Washington-Paris-Mens-Avignon- Brazzaville – Gennevilliers (1/2): David Bobée, l’artiste du puzzle, du peuple métissé.

20 janvier 2009, Washington :

Ils sont des milliers à se serrer dans le froid, prêts à l’écouter. De son estrade dressée à Washington, il s’élance. Et il évoque d’abord « un sentiment d’humilité, devant la tâche qui nous attend ».

20 janvier 2009, Paris :

À 18h30, le Théâtre du Rond-Point joue son rôle d’éclaireur. Le discours de Barack Obama « De la race en Amérique » prononcé  le 18 mars 2008 est incarné par Vincent Byrd Le Sage sous la direction de José Pliya. L’émotion est palpable dans la salle tant la sobriété du jeu de l’acteur résonne avec la gravité du moment. J’ai honte d’être français à mesure que le discours m’englobe car il entre en collision avec les paroles de Sarkozy à Dakar en juillet 2007. Envie de fuir ce petit pays. Désir de participer à « une politique de civilisation »

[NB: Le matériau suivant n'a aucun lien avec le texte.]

//! On-disk persistence for the schema catalog.

use crate::core::{CollectionDefinition, Result, SchemaError};
use serde::{Deserialize, Serialize};
use std::fs::{self, File};
use std::io::{Read, Write};
use std::path::{Path, PathBuf};
use std::time::{SystemTime, UNIX_EPOCH};

/// Serialized form of the whole catalog, written as one unit on commit.
#[derive(Debug, Serialize, Deserialize)]
pub struct StoreSnapshot {
    pub version: u32,
    pub collections: Vec<CollectionDefinition>,
    pub metadata: SnapshotMetadata,
}

#[derive(Debug, Serialize, Deserialize)]
pub struct SnapshotMetadata {
    pub created_at: u64,
    pub collection_count: usize,
}

impl StoreSnapshot {
    pub fn new(collections: Vec<CollectionDefinition>) -> Self {
        let collection_count = collections.len();
        let created_at = SystemTime::now()
            .duration_since(UNIX_EPOCH)
            .unwrap_or_default()
            .as_millis() as u64;

        Self {
            version: 1,
            collections,
            metadata: SnapshotMetadata {
                created_at,
                collection_count,
            },
        }
    }
}

/// Writes `data` to `path` through a temp file in the same directory,
/// then renames over the target. Readers never observe a partial file.
pub(crate) fn write_atomic(path: &Path, data: &[u8]) -> Result<()> {
    let parent = path
        .parent()
        .ok_or_else(|| SchemaError::Storage(format!("Path '{}' has no parent", path.display())))?;
    fs::create_dir_all(parent)
        .map_err(|e| SchemaError::Storage(format!("Failed to create data directory: {}", e)))?;

    let mut temp = tempfile::NamedTempFile::new_in(parent)
        .map_err(|e| SchemaError::Storage(format!("Failed to create temp file: {}", e)))?;
    temp.write_all(data)
        .map_err(|e| SchemaError::Storage(format!("Failed to write temp file: {}", e)))?;
    temp.as_file()
        .sync_all()
        .map_err(|e| SchemaError::Storage(format!("Failed to sync temp file: {}", e)))?;
    temp.persist(path)
        .map_err(|e| SchemaError::Storage(format!("Failed to replace '{}': {}", path.display(), e)))?;
    Ok(())
}

pub(crate) fn read_file(path: &Path) -> Result<Vec<u8>> {
    let mut file = File::open(path)
        .map_err(|e| SchemaError::Storage(format!("Failed to open '{}': {}", path.display(), e)))?;
    let mut data = Vec::new();
    file.read_to_end(&mut data)
        .map_err(|e| SchemaError::Storage(format!("Failed to read '{}': {}", path.display(), e)))?;
    Ok(data)
}

/// Owns the snapshot file and (de)serializes the catalog to it.
pub struct SnapshotManager {
    snapshot_path: PathBuf,
}

impl SnapshotManager {
    pub fn new<P: AsRef<Path>>(snapshot_path: P) -> Self {
        Self {
            snapshot_path: snapshot_path.as_ref().to_path_buf(),
        }
    }

    pub fn save(&self, snapshot: &StoreSnapshot) -> Result<()> {
        let serialized = rmp_serde::to_vec(snapshot)
            .map_err(|e| SchemaError::Storage(format!("Failed to serialize snapshot: {}", e)))?;
        write_atomic(&self.snapshot_path, &serialized)
    }

    pub fn load(&self) -> Result<Option<StoreSnapshot>> {
        if !self.snapshot_path.exists() {
            return Ok(None);
        }
        let data = read_file(&self.snapshot_path)?;
        let snapshot: StoreSnapshot = rmp_serde::from_slice(&data)
            .map_err(|e| SchemaError::Storage(format!("Failed to deserialize snapshot: {}", e)))?;
        Ok(Some(snapshot))
    }

    pub fn exists(&self) -> bool {
        self.snapshot_path.exists()
    }
}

22 janvier 2009, dans un bistrot du 19e arrondissement de Paris :

Elsa Gomis (contributrice pour le Tadorne) et moi-même rencontrons Pierre Quenehen, le directeur du festival « Mens alors ! », petite ville de l’Isère. Il souhaite l’engagement du « Tadorne » comme blog du festival auprès d’Elsa, chargée  avec d’autres de l’accueil des 80 bénévoles et du public.

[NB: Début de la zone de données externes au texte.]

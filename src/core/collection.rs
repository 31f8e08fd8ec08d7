use crate::core::field::FieldDefinition;
use crate::core::{Result, SchemaError};
use chrono::{DateTime, Utc};
use serde::{Deserialize, Serialize};
use std::collections::HashSet;

/// Distinguishes plain data collections from auth and view collections.
#[derive(Debug, Clone, Copy, PartialEq, Eq, Serialize, Deserialize)]
#[serde(rename_all = "lowercase")]
pub enum CollectionKind {
    Base,
    Auth,
    View,
}

/// One logical table/collection in the platform wire format.
#[derive(Debug, Clone, PartialEq, Serialize, Deserialize)]
pub struct CollectionDefinition {
    pub id: String,
    #[serde(with = "timestamp")]
    pub created: DateTime<Utc>,
    #[serde(with = "timestamp")]
    pub updated: DateTime<Utc>,
    pub name: String,
    #[serde(rename = "type")]
    pub kind: CollectionKind,
    #[serde(default)]
    pub system: bool,
    pub schema: Vec<FieldDefinition>,
    #[serde(default)]
    pub indexes: Vec<String>,
    #[serde(rename = "listRule")]
    pub list_rule: Option<String>,
    #[serde(rename = "viewRule")]
    pub view_rule: Option<String>,
    #[serde(rename = "createRule")]
    pub create_rule: Option<String>,
    #[serde(rename = "updateRule")]
    pub update_rule: Option<String>,
    #[serde(rename = "deleteRule")]
    pub delete_rule: Option<String>,
    #[serde(default)]
    pub options: serde_json::Value,
}

impl CollectionDefinition {
    /// Builds a typed definition from a JSON literal record.
    ///
    /// Pure parse + validate: any structurally invalid record surfaces
    /// `SchemaError::Validation` instead of panicking downstream.
    pub fn from_literal(literal: serde_json::Value) -> Result<Self> {
        let definition: CollectionDefinition = serde_json::from_value(literal)
            .map_err(|e| SchemaError::Validation(format!("Malformed collection record: {}", e)))?;
        definition.validate()?;
        Ok(definition)
    }

    /// Intra-collection checks: non-empty id/name, unique field ids and
    /// names, well-formed field options. Relation targets are resolved
    /// later by the importer, against the whole snapshot plus the store.
    pub fn validate(&self) -> Result<()> {
        if self.id.is_empty() {
            return Err(SchemaError::Validation(format!(
                "Collection '{}' has an empty id",
                self.name
            )));
        }
        if self.name.is_empty() {
            return Err(SchemaError::Validation(format!(
                "Collection '{}' has an empty name",
                self.id
            )));
        }

        let mut field_ids = HashSet::new();
        let mut field_names = HashSet::new();
        for field in &self.schema {
            field.validate()?;
            if !field_ids.insert(field.id.as_str()) {
                return Err(SchemaError::Validation(format!(
                    "Collection '{}' has a duplicate field id '{}'",
                    self.name, field.id
                )));
            }
            if !field_names.insert(field.name.as_str()) {
                return Err(SchemaError::Validation(format!(
                    "Collection '{}' has a duplicate field name '{}'",
                    self.name, field.name
                )));
            }
        }
        Ok(())
    }

    /// Ids of all collections referenced by relation fields.
    pub fn relation_targets(&self) -> impl Iterator<Item = &str> {
        self.schema.iter().filter_map(|f| f.relation_target())
    }

    pub fn field(&self, name: &str) -> Option<&FieldDefinition> {
        self.schema.iter().find(|f| f.name == name)
    }
}

/// Serde adapter for the platform timestamp format
/// (`2024-11-29 11:45:22.881Z` — space-separated, trailing `Z`).
mod timestamp {
    use chrono::{DateTime, NaiveDateTime, Utc};
    use serde::{Deserialize, Deserializer, Serializer};

    const FORMAT: &str = "%Y-%m-%d %H:%M:%S%.3fZ";

    pub fn serialize<S: Serializer>(dt: &DateTime<Utc>, serializer: S) -> Result<S::Ok, S::Error> {
        serializer.serialize_str(&dt.format(FORMAT).to_string())
    }

    pub fn deserialize<'de, D: Deserializer<'de>>(
        deserializer: D,
    ) -> Result<DateTime<Utc>, D::Error> {
        let raw = String::deserialize(deserializer)?;
        NaiveDateTime::parse_from_str(&raw, "%Y-%m-%d %H:%M:%S%.fZ")
            .map(|naive| naive.and_utc())
            .map_err(serde::de::Error::custom)
    }
}
use crate::core::{Result, SchemaError};
use serde::{Deserialize, Serialize};

/// One column within a collection, in the platform wire format:
/// flat `system`/`id`/`name`/flags keys plus a `type` tag and a
/// type-specific `options` record.
#[derive(Debug, Clone, PartialEq, Serialize, Deserialize)]
pub struct FieldDefinition {
    #[serde(default)]
    pub system: bool,
    pub id: String,
    pub name: String,
    #[serde(default)]
    pub required: bool,
    #[serde(default)]
    pub presentable: bool,
    #[serde(default)]
    pub unique: bool,
    #[serde(flatten)]
    pub options: FieldOptions,
}

impl FieldDefinition {
    /// Wire name of the field type ("relation", "file", ...).
    pub fn type_name(&self) -> &'static str {
        self.options.type_name()
    }

    /// The collection id this field points at, if it is a relation.
    pub fn relation_target(&self) -> Option<&str> {
        match &self.options {
            FieldOptions::Relation(opts) => Some(&opts.collection_id),
            _ => None,
        }
    }

    pub fn validate(&self) -> Result<()> {
        if self.id.is_empty() {
            return Err(SchemaError::Validation(format!(
                "Field '{}' has an empty id",
                self.name
            )));
        }
        if self.name.is_empty() {
            return Err(SchemaError::Validation(format!(
                "Field '{}' has an empty name",
                self.id
            )));
        }
        self.options.validate(&self.name)
    }
}

/// Type tag plus the matching options record.
///
/// Adjacent tagging reproduces the wire layout exactly:
/// `{"type": "relation", "options": {...}}`.
#[derive(Debug, Clone, PartialEq, Serialize, Deserialize)]
#[serde(tag = "type", content = "options", rename_all = "lowercase")]
pub enum FieldOptions {
    Relation(RelationOptions),
    File(FileOptions),
    Text(TextOptions),
    Number(NumberOptions),
    Bool(BoolOptions),
    Email(DomainOptions),
    Url(DomainOptions),
    Date(DateOptions),
    Select(SelectOptions),
    Json(JsonOptions),
    Editor(EditorOptions),
}

impl FieldOptions {
    pub fn type_name(&self) -> &'static str {
        match self {
            FieldOptions::Relation(_) => "relation",
            FieldOptions::File(_) => "file",
            FieldOptions::Text(_) => "text",
            FieldOptions::Number(_) => "number",
            FieldOptions::Bool(_) => "bool",
            FieldOptions::Email(_) => "email",
            FieldOptions::Url(_) => "url",
            FieldOptions::Date(_) => "date",
            FieldOptions::Select(_) => "select",
            FieldOptions::Json(_) => "json",
            FieldOptions::Editor(_) => "editor",
        }
    }

    fn validate(&self, field_name: &str) -> Result<()> {
        match self {
            FieldOptions::Relation(opts) => opts.validate(field_name),
            FieldOptions::File(opts) => opts.validate(field_name),
            FieldOptions::Text(opts) => opts.validate(field_name),
            FieldOptions::Number(opts) => opts.validate(field_name),
            FieldOptions::Select(opts) => opts.validate(field_name),
            FieldOptions::Json(opts) => opts.validate(field_name),
            _ => Ok(()),
        }
    }
}

#[derive(Debug, Clone, PartialEq, Serialize, Deserialize)]
#[serde(rename_all = "camelCase")]
pub struct RelationOptions {
    pub collection_id: String,
    #[serde(default)]
    pub cascade_delete: bool,
    #[serde(default)]
    pub min_select: Option<u32>,
    #[serde(default)]
    pub max_select: Option<u32>,
    #[serde(default)]
    pub display_fields: Option<Vec<String>>,
}

impl RelationOptions {
    fn validate(&self, field_name: &str) -> Result<()> {
        if self.collection_id.is_empty() {
            return Err(SchemaError::Validation(format!(
                "Relation field '{}' has an empty collection id",
                field_name
            )));
        }
        if let Some(max) = self.max_select {
            if max == 0 {
                return Err(SchemaError::Validation(format!(
                    "Relation field '{}' has maxSelect 0",
                    field_name
                )));
            }
            if let Some(min) = self.min_select
                && min > max
            {
                return Err(SchemaError::Validation(format!(
                    "Relation field '{}' has minSelect {} > maxSelect {}",
                    field_name, min, max
                )));
            }
        }
        Ok(())
    }
}

#[derive(Debug, Clone, PartialEq, Serialize, Deserialize)]
#[serde(rename_all = "camelCase")]
pub struct FileOptions {
    #[serde(default)]
    pub mime_types: Vec<String>,
    #[serde(default)]
    pub thumbs: Vec<String>,
    pub max_select: u32,
    pub max_size: i64,
    #[serde(default)]
    pub protected: bool,
}

impl FileOptions {
    fn validate(&self, field_name: &str) -> Result<()> {
        if self.max_size <= 0 {
            return Err(SchemaError::Validation(format!(
                "File field '{}' has a non-positive maxSize {}",
                field_name, self.max_size
            )));
        }
        if self.max_select == 0 {
            return Err(SchemaError::Validation(format!(
                "File field '{}' has maxSelect 0",
                field_name
            )));
        }
        Ok(())
    }
}

#[derive(Debug, Clone, PartialEq, Serialize, Deserialize, Default)]
pub struct TextOptions {
    #[serde(default)]
    pub min: Option<u64>,
    #[serde(default)]
    pub max: Option<u64>,
    #[serde(default)]
    pub pattern: String,
}

impl TextOptions {
    fn validate(&self, field_name: &str) -> Result<()> {
        if let (Some(min), Some(max)) = (self.min, self.max)
            && min > max
        {
            return Err(SchemaError::Validation(format!(
                "Text field '{}' has min {} > max {}",
                field_name, min, max
            )));
        }
        if !self.pattern.is_empty()
            && let Err(err) = regex::Regex::new(&self.pattern)
        {
            return Err(SchemaError::Validation(format!(
                "Text field '{}' has an invalid pattern: {}",
                field_name, err
            )));
        }
        Ok(())
    }
}

#[derive(Debug, Clone, PartialEq, Serialize, Deserialize, Default)]
#[serde(rename_all = "camelCase")]
pub struct NumberOptions {
    #[serde(default)]
    pub min: Option<f64>,
    #[serde(default)]
    pub max: Option<f64>,
    #[serde(default)]
    pub no_decimal: bool,
}

impl NumberOptions {
    fn validate(&self, field_name: &str) -> Result<()> {
        if let (Some(min), Some(max)) = (self.min, self.max)
            && min > max
        {
            return Err(SchemaError::Validation(format!(
                "Number field '{}' has min {} > max {}",
                field_name, min, max
            )));
        }
        Ok(())
    }
}

#[derive(Debug, Clone, PartialEq, Serialize, Deserialize, Default)]
pub struct BoolOptions {}

/// Shared shape of email and url options.
#[derive(Debug, Clone, PartialEq, Serialize, Deserialize, Default)]
#[serde(rename_all = "camelCase")]
pub struct DomainOptions {
    #[serde(default)]
    pub except_domains: Option<Vec<String>>,
    #[serde(default)]
    pub only_domains: Option<Vec<String>>,
}

#[derive(Debug, Clone, PartialEq, Serialize, Deserialize, Default)]
pub struct DateOptions {
    #[serde(default)]
    pub min: Option<String>,
    #[serde(default)]
    pub max: Option<String>,
}

#[derive(Debug, Clone, PartialEq, Serialize, Deserialize)]
#[serde(rename_all = "camelCase")]
pub struct SelectOptions {
    pub max_select: u32,
    pub values: Vec<String>,
}

impl SelectOptions {
    fn validate(&self, field_name: &str) -> Result<()> {
        if self.values.is_empty() {
            return Err(SchemaError::Validation(format!(
                "Select field '{}' has no values",
                field_name
            )));
        }
        if self.max_select == 0 {
            return Err(SchemaError::Validation(format!(
                "Select field '{}' has maxSelect 0",
                field_name
            )));
        }
        Ok(())
    }
}

#[derive(Debug, Clone, PartialEq, Serialize, Deserialize)]
#[serde(rename_all = "camelCase")]
pub struct JsonOptions {
    pub max_size: i64,
}

impl JsonOptions {
    fn validate(&self, field_name: &str) -> Result<()> {
        if self.max_size <= 0 {
            return Err(SchemaError::Validation(format!(
                "Json field '{}' has a non-positive maxSize {}",
                field_name, self.max_size
            )));
        }
        Ok(())
    }
}

#[derive(Debug, Clone, PartialEq, Serialize, Deserialize, Default)]
#[serde(rename_all = "camelCase")]
pub struct EditorOptions {
    #[serde(default)]
    pub convert_urls: bool,
}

La discussion est animée, elle déborde d’allers-retours. Il y a tant à dire : le travail de Frédéric  Nevchehirlian l’artiste associé cette année, celui des autres chanteurs, musiciens, comédiens, qui au travers d’ateliers vont aller vers le public. Les publics. Parents, enfants, personnes âgées, valides, non valides, ruraux, urbains… Tant de parenthèses pour expliquer le contexte, de détours pour décrire les expériences passées. Nous flottons.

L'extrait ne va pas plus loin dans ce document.